The problem => Copy out the data in full, keeping each line exactly as it reads.

Records for this task =>
▬▬▬▬▬▬

//! Byte ranges.
//!
//! A [`ByteRange`] represents a byte range relative to the start or end of a byte sequence.
//! A byte range has an offset and optional length, which if omitted means to read all remaining bytes.
//!
//! Store [`get_partial`](crate::storage::Store::get_partial) requests are expressed with byte ranges:
//!  - the whole value is `ByteRange::FromStart(0, None)`,
//!  - a suffix of `n` bytes is `ByteRange::FromEnd(0, Some(n))`, and
//!  - a `[start, end)` interval is `ByteRange::FromStart(start, Some(end - start))`.

use std::ops::Range;

use thiserror::Error;

/// A byte offset.
pub type ByteOffset = u64;

/// A byte length.
pub type ByteLength = u64;

/// A byte range.
#[derive(Copy, Clone, Debug, Eq, PartialEq)]
pub enum ByteRange {
    /// A byte range from the start.
    ///
    /// If the byte length is [`None`], reads to the end of the value.
    FromStart(ByteOffset, Option<ByteLength>),
    /// A byte range from the end.
    ///
    /// If the byte length is [`None`], reads to the start of the value.
    FromEnd(ByteOffset, Option<ByteLength>),
}

impl ByteRange {
    /// Return the start of a byte range. `size` is the size of the entire bytes.
    #[must_use]
    pub fn start(&self, size: u64) -> u64 {
        match self {
            Self::FromStart(offset, _) => *offset,
            Self::FromEnd(offset, length) => {
                length.as_ref().map_or(0, |length| size - *offset - *length)
            }
        }
    }

    /// Return the exclusive end of a byte range. `size` is the size of the entire bytes.
    #[must_use]
    pub fn end(&self, size: u64) -> u64 {
        match self {
            Self::FromStart(offset, length) => {
                length.as_ref().map_or(size, |length| offset + length)
            }
            Self::FromEnd(offset, _) => size - offset,
        }
    }

    /// Return the length of a byte range. `size` is the size of the entire bytes.
    #[must_use]
    pub fn length(&self, size: u64) -> u64 {
        match self {
            Self::FromStart(offset, None) | Self::FromEnd(offset, None) => size - offset,
            Self::FromStart(_, Some(length)) | Self::FromEnd(_, Some(length)) => *length,
        }
    }

    /// Convert the byte range to a [`Range<u64>`].
    #[must_use]
    pub fn to_range(&self, size: u64) -> Range<u64> {
        self.start(size)..self.end(size)
    }

    /// Convert the byte range to a [`Range<usize>`].
    ///
    /// # Panics
    /// Panics if the byte range exceeds [`usize::MAX`].
    #[must_use]
    pub fn to_range_usize(&self, size: u64) -> Range<usize> {
        usize::try_from(self.start(size)).unwrap()..usize::try_from(self.end(size)).unwrap()
    }
}

impl std::fmt::Display for ByteRange {
    fn fmt(&self, f: &mut std::fmt::Formatter<'_>) -> Result<(), std::fmt::Error> {
        match self {
            Self::FromStart(offset, length) => write!(
                f,
                "{}..{}",
                if offset == &0 {
                    String::new()
                } else {
                    offset.to_string()
                },
                length.map_or(String::new(), |length| (offset + length).to_string())
            ),
            Self::FromEnd(offset, length) => write!(
                f,
                "{}..{}",
                length.map_or(String::new(), |length| format!("-{}", offset + length)),
                if offset == &0 {
                    String::new()
                } else {
                    format!("-{offset}")
                }
            ),
        }
    }
}

/// An invalid byte range error.
#[derive(Copy, Clone, Debug, Error)]
#[error("invalid byte range {0} for bytes of length {1}")]
pub struct InvalidByteRangeError(ByteRange, u64);

impl InvalidByteRangeError {
    /// Create a new [`InvalidByteRangeError`].
    #[must_use]
    pub fn new(byte_range: ByteRange, bytes_len: u64) -> Self {
        Self(byte_range, bytes_len)
    }
}

/// Validate that each byte range in `byte_ranges` lies within a value of length `bytes_len`.
///
/// # Errors
/// Returns [`InvalidByteRangeError`] for the first byte range extending beyond `bytes_len`.
pub fn validate_byte_ranges(
    byte_ranges: &[ByteRange],
    bytes_len: u64,
) -> Result<(), InvalidByteRangeError> {
    for byte_range in byte_ranges {
        let valid = match byte_range {
            ByteRange::FromStart(offset, length) | ByteRange::FromEnd(offset, length) => {
                offset + length.unwrap_or(0) <= bytes_len
            }
        };
        if !valid {
            return Err(InvalidByteRangeError(*byte_range, bytes_len));
        }
    }
    Ok(())
}

/// Extract byte ranges from bytes.
///
/// # Errors
/// Returns [`InvalidByteRangeError`] if any bytes are requested beyond the end of `bytes`.
pub fn extract_byte_ranges(
    bytes: &[u8],
    byte_ranges: &[ByteRange],
) -> Result<Vec<Vec<u8>>, InvalidByteRangeError> {
    validate_byte_ranges(byte_ranges, bytes.len() as u64)?;
    Ok(byte_ranges
        .iter()
        .map(|byte_range| bytes[byte_range.to_range_usize(bytes.len() as u64)].to_vec())
        .collect())
}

▬▬▬▬▬▬

Result =>
//! Byte ranges.
//!
//! A [`ByteRange`] represents a byte range relative to the start or end of a byte sequence.
//! A byte range has an offset and optional length, which if omitted means to read all remaining bytes.
//!
//! Store [`get_partial`](crate::storage::Store::get_partial) requests are expressed with byte ranges:
//!  - the whole value is `ByteRange::FromStart(0, None)`,
//!  - a suffix of `n` bytes is `ByteRange::FromEnd(0, Some(n))`, and
//!  - a `[start, end)` interval is `ByteRange::FromStart(start, Some(end - start))`.

use std::ops::Range;

use thiserror::Error;

/// A byte offset.
pub type ByteOffset = u64;

/// A byte length.
pub type ByteLength = u64;

/// A byte range.
#[derive(Copy, Clone, Debug, Eq, PartialEq)]
pub enum ByteRange {
    /// A byte range from the start.
    ///
    /// If the byte length is [`None`], reads to the end of the value.
    FromStart(ByteOffset, Option<ByteLength>),
    /// A byte range from the end.
    ///
    /// If the byte length is [`None`], reads to the start of the value.
    FromEnd(ByteOffset, Option<ByteLength>),
}

impl ByteRange {
    /// Return the start of a byte range. `size` is the size of the entire bytes.
    #[must_use]
    pub fn start(&self, size: u64) -> u64 {
        match self {
            Self::FromStart(offset, _) => *offset,
            Self::FromEnd(offset, length) => {
                length.as_ref().map_or(0, |length| size - *offset - *length)
            }
        }
    }

    /// Return the exclusive end of a byte range. `size` is the size of the entire bytes.
    #[must_use]
    pub fn end(&self, size: u64) -> u64 {
        match self {
            Self::FromStart(offset, length) => {
                length.as_ref().map_or(size, |length| offset + length)
            }
            Self::FromEnd(offset, _) => size - offset,
        }
    }

    /// Return the length of a byte range. `size` is the size of the entire bytes.
    #[must_use]
    pub fn length(&self, size: u64) -> u64 {
        match self {
            Self::FromStart(offset, None) | Self::FromEnd(offset, None) => size - offset,
            Self::FromStart(_, Some(length)) | Self::FromEnd(_, Some(length)) => *length,
        }
    }

    /// Convert the byte range to a [`Range<u64>`].
    #[must_use]
    pub fn to_range(&self, size: u64) -> Range<u64> {
        self.start(size)..self.end(size)
    }

    /// Convert the byte range to a [`Range<usize>`].
    ///
    /// # Panics
    /// Panics if the byte range exceeds [`usize::MAX`].
    #[must_use]
    pub fn to_range_usize(&self, size: u64) -> Range<usize> {
        usize::try_from(self.start(size)).unwrap()..usize::try_from(self.end(size)).unwrap()
    }
}

impl std::fmt::Display for ByteRange {
    fn fmt(&self, f: &mut std::fmt::Formatter<'_>) -> Result<(), std::fmt::Error> {
        match self {
            Self::FromStart(offset, length) => write!(
                f,
                "{}..{}",
                if offset == &0 {
                    String::new()
                } else {
                    offset.to_string()
                },
                length.map_or(String::new(), |length| (offset + length).to_string())
            ),
            Self::FromEnd(offset, length) => write!(
                f,
                "{}..{}",
                length.map_or(String::new(), |length| format!("-{}", offset + length)),
                if offset == &0 {
                    String::new()
                } else {
                    format!("-{offset}")
                }
            ),
        }
    }
}

/// An invalid byte range error.
#[derive(Copy, Clone, Debug, Error)]
#[error("invalid byte range {0} for bytes of length {1}")]
pub struct InvalidByteRangeError(ByteRange, u64);

impl InvalidByteRangeError {
    /// Create a new [`InvalidByteRangeError`].
    #[must_use]
    pub fn new(byte_range: ByteRange, bytes_len: u64) -> Self {
        Self(byte_range, bytes_len)
    }
}

/// Validate that each byte range in `byte_ranges` lies within a value of length `bytes_len`.
///
/// # Errors
/// Returns [`InvalidByteRangeError`] for the first byte range extending beyond `bytes_len`.
pub fn validate_byte_ranges(
    byte_ranges: &[ByteRange],
    bytes_len: u64,
) -> Result<(), InvalidByteRangeError> {
    for byte_range in byte_ranges {
        let valid = match byte_range {
            ByteRange::FromStart(offset, length) | ByteRange::FromEnd(offset, length) => {
                offset + length.unwrap_or(0) <= bytes_len
            }
        };
        if !valid {
            return Err(InvalidByteRangeError(*byte_range, bytes_len));
        }
    }
    Ok(())
}

/// Extract byte ranges from bytes.
///
/// # Errors
/// Returns [`InvalidByteRangeError`] if any bytes are requested beyond the end of `bytes`.
pub fn extract_byte_ranges(
    bytes: &[u8],
    byte_ranges: &[ByteRange],
) -> Result<Vec<Vec<u8>>, InvalidByteRangeError> {
    validate_byte_ranges(byte_ranges, bytes.len() as u64)?;
    Ok(byte_ranges
        .iter()
        .map(|byte_range| bytes[byte_range.to_range_usize(bytes.len() as u64)].to_vec())
        .collect())
}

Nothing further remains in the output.